見出し画像

6月20日(8人目の恋人)

 僕は彼女を利用した。夜の街で突然ナンパして連れて帰った。

 そして。 

 彼女は背が低かった。悪くないなと僕は思った。

 彼女はブスではなかった。悪くないなと僕は思った。

 彼女は温泉が好きだった。悪くないなと僕は思った。

 彼女は看護師を目指していた。悪くないなと僕は思った。

 彼女は弟と同じ病気を持っている。悪くないなと僕は思った。

 彼女は煙草を吸っていた。悪くないなと僕は思った。

 彼女は夜のバイトをやめた。悪くないなと僕は思った。

 彼女は半年後に煙草をやめた。悪くないなと僕は思った。

 彼女は怒らない。悪くないなと僕は思った。

 彼女は料理が上手だ。悪くないなと僕は思った。

 彼女はカープファンになった。悪くないなと僕は思った。

 彼女は一緒に寝てくれる。悪くないなと僕は思った。

 彼女は猫が好きだった。悪くないなと僕は思った。

 彼女は猫アレルギーだった。これは大変だ!と僕は思った。


 僕の実家にはメス猫が暮らしていた。

 その猫は、僕が小学校3年生の頃に実家の木小屋で生まれ、16年間を生きた。僕は高校生から寮生活をするため実家を出た。つまり、僕が実家で生活したのは15年間だけだ。したがって、その猫は僕より1年間多く、あの家で生活をしたことになる。

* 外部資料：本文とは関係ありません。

use chrono::{DateTime, Utc};
use serde::{Deserialize, Serialize};
use sqlx::FromRow;

use crate::error::{AppError, ValidationErrors};
use crate::models::UserId;

pub type TodoId = i64;

pub const DEFAULT_TITLE_MAX_LEN: usize = 30;

const REQUIRED: &str = "This field is required.";
const BLANK: &str = "This field may not be blank.";
const BAD_DATETIME: &str = "Datetime has wrong format. Use RFC 3339.";

#[derive(Debug, Clone, PartialEq, Serialize, Deserialize, FromRow)]
pub struct Todo {
    pub id: TodoId,
    #[sqlx(rename = "owner_id")]
    pub owner: UserId,
    pub title: String,
    pub description: String,
    pub due_time: DateTime<Utc>,
    pub completed: bool,
}

/// Validation rules applied to todo payloads.
#[derive(Debug, Clone, Copy, PartialEq, Eq)]
pub struct TodoRules {
    pub title_max_len: usize,
}

impl Default for TodoRules {
    fn default() -> Self {
        Self {
            title_max_len: DEFAULT_TITLE_MAX_LEN,
        }
    }
}

/// Body of a create request. Every field is optional at the wire level so
/// that missing fields surface as field-level validation errors. New todos
/// always start pending, so a `completed` key is ignored like `owner`.
#[derive(Debug, Clone, Default, Serialize, Deserialize)]
pub struct NewTodoRequest {
    pub title: Option<String>,
    pub description: Option<String>,
    pub due_time: Option<String>,
}

/// Body of an update request. `owner` and `id` are not part of it, so a
/// client supplying them has them ignored.
#[derive(Debug, Clone, Default, Serialize, Deserialize)]
pub struct UpdateTodoRequest {
    pub title: Option<String>,
    pub description: Option<String>,
    pub due_time: Option<String>,
    pub completed: Option<bool>,
}

#[derive(Debug, Clone, PartialEq)]
pub struct NewTodo {
    pub title: String,
    pub description: String,
    pub due_time: DateTime<Utc>,
}

/// Validated partial update; `None` leaves the stored column untouched.
#[derive(Debug, Clone, Default, PartialEq)]
pub struct TodoChanges {
    pub title: Option<String>,
    pub description: Option<String>,
    pub due_time: Option<DateTime<Utc>>,
    pub completed: Option<bool>,
}

impl NewTodoRequest {
    pub fn validate(&self, rules: &TodoRules) -> Result<NewTodo, AppError> {
        let mut errors = ValidationErrors::new();

        let title = check_title(&mut errors, self.title.as_deref(), true, rules);
        let description = check_text(&mut errors, "description", self.description.as_deref(), true);
        let due_time = check_due_time(&mut errors, self.due_time.as_deref(), true);

        match (title, description, due_time) {
            (Some(title), Some(description), Some(due_time)) => errors.finish(NewTodo {
                title,
                description,
                due_time,
            }),
            _ => Err(AppError::Validation(errors)),
        }
    }
}

impl UpdateTodoRequest {
    pub fn validate(&self, rules: &TodoRules) -> Result<TodoChanges, AppError> {
        let mut errors = ValidationErrors::new();

        let changes = TodoChanges {
            title: check_title(&mut errors, self.title.as_deref(), false, rules),
            description: check_text(&mut errors, "description", self.description.as_deref(), false),
            due_time: check_due_time(&mut errors, self.due_time.as_deref(), false),
            completed: self.completed,
        };

        errors.finish(changes)
    }

    /// Full replacement (`PUT`) requires every field a create would require.
    pub fn require_full(&self) -> Result<(), AppError> {
        let mut errors = ValidationErrors::new();
        if self.title.is_none() {
            errors.add("title", REQUIRED);
        }
        if self.description.is_none() {
            errors.add("description", REQUIRED);
        }
        if self.due_time.is_none() {
            errors.add("due_time", REQUIRED);
        }
        errors.finish(())
    }
}

fn check_text(
    errors: &mut ValidationErrors,
    field: &str,
    value: Option<&str>,
    required: bool,
) -> Option<String> {
    match value.map(str::trim) {
        None => {
            if required {
                errors.add(field, REQUIRED);
            }
            None
        }
        Some("") => {
            errors.add(field, BLANK);
            None
        }
        Some(text) => Some(text.to_string()),
    }
}

fn check_title(
    errors: &mut ValidationErrors,
    value: Option<&str>,
    required: bool,
    rules: &TodoRules,
) -> Option<String> {
    let title = check_text(errors, "title", value, required)?;
    if title.chars().count() > rules.title_max_len {
        errors.add(
            "title",
            format!(
                "Ensure this field has no more than {} characters.",
                rules.title_max_len
            ),
        );
        return None;
    }
    Some(title)
}

fn check_due_time(
    errors: &mut ValidationErrors,
    value: Option<&str>,
    required: bool,
) -> Option<DateTime<Utc>> {
    let Some(raw) = value else {
        if required {
            errors.add("due_time", REQUIRED);
        }
        return None;
    };

    match DateTime::parse_from_rfc3339(raw.trim()) {
        Ok(parsed) => Some(parsed.with_timezone(&Utc)),
        Err(_) => {
            errors.add("due_time", BAD_DATETIME);
            None
        }
    }
}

 山あいの町の、敷地だけ大きな日本家屋だったので、屋内猫ではなかった。活動的なメス猫で、よく家の周りの草むらを走り回った。彼女は毎日好きな時間に散歩に出かけ、決まった時間に家族とご飯を食べ、夜は家族の誰かと眠った。朝方にはまた散歩に出かけた。

 時には、車に轢かれて後ろ足と尻尾を骨折したり、散歩に出たっきり10日間も帰ってこない場合もあった。それでも彼女は、命が尽きる日まで、あの家を離れなかった。毛並みはボロボロで、血だらけになろうが、自分自身の足で歩いて家族のもとに帰ってきた。ボロボロになってまで、意地でも、必死にでも、是が非でも、家に帰ってくる彼女を見る度に、僕は何度も泣きそうになった。彼女は彼女なりに、精一杯僕たちの家族だったんだな、と思う。

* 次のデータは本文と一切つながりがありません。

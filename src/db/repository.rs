use sqlx::SqlitePool;

use crate::models::{NewTodo, Todo, TodoChanges, TodoId, UserId};

const TODO_COLUMNS: &str = "id, owner_id, title, description, due_time, completed";

pub async fn fetch_todos(db: &SqlitePool, owner: UserId) -> Result<Vec<Todo>, sqlx::Error> {
    sqlx::query_as::<_, Todo>(&format!(
        "SELECT {TODO_COLUMNS} FROM todos WHERE owner_id = ? ORDER BY id ASC"
    ))
    .bind(owner)
    .fetch_all(db)
    .await
}

pub async fn find_todo(
    db: &SqlitePool,
    owner: UserId,
    id: TodoId,
) -> Result<Option<Todo>, sqlx::Error> {
    sqlx::query_as::<_, Todo>(&format!(
        "SELECT {TODO_COLUMNS} FROM todos WHERE id = ? AND owner_id = ?"
    ))
    .bind(id)
    .bind(owner)
    .fetch_optional(db)
    .await
}

pub async fn insert_todo(db: &SqlitePool, owner: UserId, todo: NewTodo) -> Result<Todo, sqlx::Error> {
    sqlx::query_as::<_, Todo>(&format!(
        r#"
        INSERT INTO todos (owner_id, title, description, due_time, completed)
        VALUES (?1, ?2, ?3, ?4, 0)
        RETURNING {TODO_COLUMNS}
        "#
    ))
    .bind(owner)
    .bind(todo.title)
    .bind(todo.description)
    .bind(todo.due_time)
    .fetch_one(db)
    .await
}

/// Applies `changes` in one statement so concurrent writers to the same row
/// cannot interleave between a read and a write.
pub async fn update_todo(
    db: &SqlitePool,
    owner: UserId,
    id: TodoId,
    changes: TodoChanges,
) -> Result<Option<Todo>, sqlx::Error> {
    sqlx::query_as::<_, Todo>(&format!(
        r#"
        UPDATE todos
        SET title = COALESCE(?1, title),
            description = COALESCE(?2, description),
            due_time = COALESCE(?3, due_time),
            completed = COALESCE(?4, completed)
        WHERE id = ?5 AND owner_id = ?6
        RETURNING {TODO_COLUMNS}
        "#
    ))
    .bind(changes.title)
    .bind(changes.description)
    .bind(changes.due_time)
    .bind(changes.completed)
    .bind(id)
    .bind(owner)
    .fetch_optional(db)
    .await
}

pub async fn delete_todo(db: &SqlitePool, owner: UserId, id: TodoId) -> Result<bool, sqlx::Error> {
    let result = sqlx::query("DELETE FROM todos WHERE id = ?1 AND owner_id = ?2")
        .bind(id)
        .bind(owner)
        .execute(db)
        .await?
        .rows_affected();

    Ok(result > 0)
}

 彼女は僕が落ち込んでいる夜には一緒に寝てくれた。2時間くらい一緒に眠って、僕が元通りになると、彼女は僕の部屋を出て行った。

 6人もの人間に囲まれ、そういった猫的な気苦労も多かったのかもしれない。もちろん、彼女が大事な家族だったことは、ウチの誰もが認めている。


 その猫が亡くなる1か月前のこと。

 猫アレルギーの彼女が、16歳になる僕んちのお婆ちゃん猫を、どうしても見たいと言った。僕は、猫アレルギーの彼女を実家に連れ帰った。毛むくじゃらだったお婆ちゃん猫は、ものの見事に体毛をまき散らし、猫アレルギーの彼女は首がかゆくなり、鼻水をダラダラ流していた。

 それでも、「会えてよかった」と彼女は非常に喜んでいた。

 1回だけ、彼女と彼女は会った。

 1か月後、彼女の墓ができた。 

 1年後、僕は彼女と別れていた。

 もう1度、僕は彼女と会うことになる。

僕の書いた文章を少しでも追っていただけたのなら、僕は嬉しいです。